In her book Fear Less, author Dr. Pippa Grange discusses three simple steps to work through your fears.

  1. Name it - Before you try to solve anything, you must see and name what you fear. As crazy as it sounds, you will want to get familiar with your fear to feel its energy and see its form. Identifying it this way will help you own and do something with it.
  2. Face it - Now you know what it looks and feels like, you can go inward and see how it is showing up in your life. What is it costing you or other people in your life?
  3. Replace it - This is the not-too-simple step of replacing that fear with something that provides more strength and hope and better serves you.



Why would you work through this process? I mean, it's not as if you've got bags of time on your hands to sit and ponder life's issues. I get it, you have games to win, trophies to collect, and opposition to conquer. That is the mindset of most athletes. It's one of mastering the physical game and being stronger, faster, and better than your opponent. But if you let your fears get the better of you, then all the preparation will matter little when you face an opponent who has worked through their fears and is super confident in who they are as an athlete. 



Here are three more ideas to help you work through the fears that might hold you back. 

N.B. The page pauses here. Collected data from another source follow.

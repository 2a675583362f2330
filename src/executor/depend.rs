use crate::{
    config::ExecConfig,
    dag::{Dag, GraphError, Node},
    executor::{DagExec, FanInSlot, validate},
    resource::Resource,
    types::{HashMap, IndexSet, NodeId},
};
use core::{fmt, mem};
use rayon::{Scope, ThreadPool};
use std::sync::Arc;
use tracing::{debug, trace};

/// Tasks declared with data-flow tags, ordered by a tag resolver.
///
/// Construction walks the graph with
/// [`forward_traverse`](crate::dag::Dag::forward_traverse) and submits every
/// visited node as a task with one [`Tag::In`] on its own id and one
/// [`Tag::Out`] per child. The resolver turns the tags into predecessor sets,
/// and `exec` spawns each task on a `rayon` scope once its last predecessor
/// has finished.
pub struct DependTaskGraph<R: Resource> {
    dag: Dag<R>,
    schedule: Schedule,
    /// Node run by each task, in submission order.
    tasks: Vec<NodeId>,
    pool: Option<Arc<ThreadPool>>,
}

impl<R: Resource> DependTaskGraph<R> {
    /// Ids of the nodes each task must wait for, by node id.
    ///
    /// Nodes never submitted (on or behind a cycle) are absent.
    #[must_use]
    pub fn predecessors(&self) -> HashMap<NodeId, Vec<NodeId>> {
        self.schedule
            .predecessors
            .iter()
            .enumerate()
            .map(|(task, preds)| {
                let preds = preds.iter().map(|&pred| self.tasks[pred]).collect();
                (self.tasks[task], preds)
            })
            .collect()
    }
}

impl<R: Resource> DagExec<R> for DependTaskGraph<R> {
    fn from_dag(dag: Dag<R>, config: &ExecConfig) -> Result<Self, GraphError> {
        validate(&dag, config)?;
        let pool = config.build_pool()?;
        let mut resolver = TagResolver::default();
        let mut tasks = Vec::with_capacity(dag.len());
        dag.forward_traverse(
            |_| {},
            |node| {
                let tags = core::iter::once(Tag::In(node.id()))
                    .chain(node.children().iter().copied().map(Tag::Out));
                resolver.submit(tags);
                tasks.push(node.id());
            },
            |_| {},
        );
        let schedule = resolver.finish();
        debug!(
            nodes = dag.len(),
            tasks = tasks.len(),
            ready = schedule.ready.len(),
            "built depend task graph"
        );
        Ok(Self {
            dag,
            schedule,
            tasks,
            pool,
        })
    }

    fn exec(&mut self, resource: &R) -> R::Event {
        resource.wait();
        let plan = Plan {
            nodes: self.dag.nodes(),
            tasks: &self.tasks,
            schedule: &self.schedule,
            resource,
        };
        let run = || {
            rayon::scope(|scope| {
                for &task in &plan.schedule.ready {
                    // SAFETY: ready tasks have no predecessor and are listed once.
                    unsafe { plan.spawn(scope, task) };
                }
            });
        };
        match &self.pool {
            Some(pool) => pool.install(run),
            None => run(),
        }
        resource.get_event()
    }

    fn into_dag(self) -> Dag<R> {
        self.dag
    }
}

struct Plan<'a, R: Resource> {
    nodes: &'a [Node<R>],
    tasks: &'a [NodeId],
    schedule: &'a Schedule,
    resource: &'a R,
}

impl<R: Resource> Clone for Plan<'_, R> {
    fn clone(&self) -> Self {
        *self
    }
}

impl<R: Resource> Copy for Plan<'_, R> {}

impl<'a, R: Resource> Plan<'a, R> {
    /// # Safety
    ///
    /// Every predecessor of `task` must have completed in the current run, and
    /// `task` must not be spawned again during it.
    unsafe fn spawn(self, scope: &Scope<'a>, task: usize) {
        scope.spawn(move |scope| {
            let id = self.tasks[task];
            trace!(node = id, task, "running node");
            // SAFETY: each task, hence each node, is spawned once per run.
            let event = unsafe { self.nodes[id].exec_unchecked(self.resource) };
            self.resource.wait_for(&event);
            for &succ in &self.schedule.successors[task] {
                if self.schedule.fan_ins[succ].arrive() {
                    // SAFETY: this was the last predecessor of `succ` to finish.
                    unsafe { self.spawn(scope, succ) };
                }
            }
        });
    }
}

impl<R: Resource> fmt::Debug for DependTaskGraph<R> {
    fn fmt(&self, f: &mut fmt::Formatter<'_>) -> fmt::Result {
        f.debug_struct("DependTaskGraph")
            .field("dag", &self.dag)
            .field("tasks", &self.tasks)
            .field("schedule", &self.schedule)
            .finish_non_exhaustive()
    }
}

/// A data-flow annotation of a task.
#[derive(Debug, Clone, Copy, PartialEq, Eq)]
pub(crate) enum Tag {
    /// The task reads the tag: it runs after the tag's current writers.
    In(usize),
    /// The task writes the tag: it runs after the tag's current readers.
    /// Consecutive writers with no reader in between run concurrently.
    Out(usize),
}

#[derive(Debug, Default)]
struct TagState {
    /// Writers of the current group.
    writers: Vec<usize>,
    /// What every writer of the current group waits for.
    writer_preds: Vec<usize>,
    /// Readers since the current group started.
    readers: Vec<usize>,
}

/// Derives task predecessors from tags, in submission order.
#[derive(Debug, Default)]
pub(crate) struct TagResolver {
    tags: HashMap<usize, TagState>,
    predecessors: Vec<IndexSet<usize>>,
}

impl TagResolver {
    /// Submit the next task and return its index.
    pub(crate) fn submit(&mut self, tags: impl IntoIterator<Item = Tag>) -> usize {
        let task = self.predecessors.len();
        let mut preds = IndexSet::default();
        for tag in tags {
            match tag {
                Tag::In(tag) => {
                    let state = self.tags.entry(tag).or_default();
                    preds.extend(state.writers.iter().copied());
                    state.readers.push(task);
                }
                Tag::Out(tag) => {
                    let state = self.tags.entry(tag).or_default();
                    if !state.readers.is_empty() {
                        state.writer_preds = mem::take(&mut state.readers);
                        state.writers.clear();
                    }
                    preds.extend(state.writer_preds.iter().copied());
                    state.writers.push(task);
                }
            }
        }
        preds.swap_remove(&task);
        self.predecessors.push(preds);
        task
    }

    /// Freeze the submitted tasks into a runnable schedule.
    pub(crate) fn finish(self) -> Schedule {
        let num_tasks = self.predecessors.len();
        let mut successors = vec![Vec::new(); num_tasks];
        for (task, preds) in self.predecessors.iter().enumerate() {
            for &pred in preds {
                successors[pred].push(task);
            }
        }
        let ready = (0..num_tasks)
            .filter(|&task| self.predecessors[task].is_empty())
            .collect();
        let fan_ins = self
            .predecessors
            .iter()
            .map(|preds| FanInSlot::new(preds.len()))
            .collect();
        Schedule {
            predecessors: self.predecessors,
            successors,
            fan_ins,
            ready,
        }
    }
}

#[derive(Debug)]
pub(crate) struct Schedule {
    predecessors: Vec<IndexSet<usize>>,
    successors: Vec<Vec<usize>>,
    fan_ins: Vec<FanInSlot>,
    /// Tasks without predecessors.
    ready: Vec<usize>,
}

#[cfg(test)]
mod tests {
    use super::*;

    fn preds(schedule: &Schedule, task: usize) -> Vec<usize> {
        let mut preds: Vec<_> = schedule.predecessors[task].iter().copied().collect();
        preds.sort_unstable();
        preds
    }

    #[test]
    fn reader_waits_for_all_writers() {
        let mut resolver = TagResolver::default();
        let a = resolver.submit([Tag::Out(7)]);
        let b = resolver.submit([Tag::Out(7)]);
        let c = resolver.submit([Tag::In(7)]);
        let schedule = resolver.finish();
        assert!(preds(&schedule, a).is_empty());
        assert!(preds(&schedule, b).is_empty());
        assert_eq!(preds(&schedule, c), [a, b]);
        assert_eq!(schedule.ready, [a, b]);
        assert_eq!(schedule.successors[a], [c]);
    }

    #[test]
    fn writer_waits_for_readers() {
        let mut resolver = TagResolver::default();
        let w0 = resolver.submit([Tag::Out(1)]);
        let r0 = resolver.submit([Tag::In(1)]);
        let r1 = resolver.submit([Tag::In(1)]);
        let w1 = resolver.submit([Tag::Out(1)]);
        let r2 = resolver.submit([Tag::In(1)]);
        let schedule = resolver.finish();
        assert_eq!(preds(&schedule, r0), [w0]);
        assert_eq!(preds(&schedule, r1), [w0]);
        assert_eq!(preds(&schedule, w1), [r0, r1]);
        assert_eq!(preds(&schedule, r2), [w1]);
        assert_eq!(schedule.fan_ins[w1].total(), 2);
    }

    #[test]
    fn own_tags_do_not_self_depend() {
        let mut resolver = TagResolver::default();
        let a = resolver.submit([Tag::Out(0), Tag::In(0)]);
        let schedule = resolver.finish();
        assert!(preds(&schedule, a).is_empty());
        assert_eq!(schedule.ready, [a]);
    }
}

  1. Fear often stems from past experiences or beliefs. By addressing the core of your fears, you can begin to confront and overcome them. This is similar to the "name it" process mentioned earlier. It differs because you are seeking from where the fear originated.
  2. Fear often arises from negative self-talk. You can reduce anxiety and increase self-confidence by challenging and replacing these thoughts with positive ones. Again, it is similar to the "replace it" process from above, but you will focus more on self-talk here. What do you tell yourself before, during, and after a game? Become aware of how you talk to yourself. You might be creating more fear than you would like to admit.
  3. Mindfulness can help you become more aware of your thoughts and emotions, allowing you to respond to them more rationally and constructively. The practice of mindfulness is helpful in so many ways for athletes, and there are many resources to help. I strongly recommend you invest some time into using these resources.


As you work through your fears, you can release the demons holding you back from being your best self on the court or pitch. You will start to see improvements in your results. You will enjoy your sport more and find joy in the competition. But remember, fear will always be your companion. It is a natural human experience.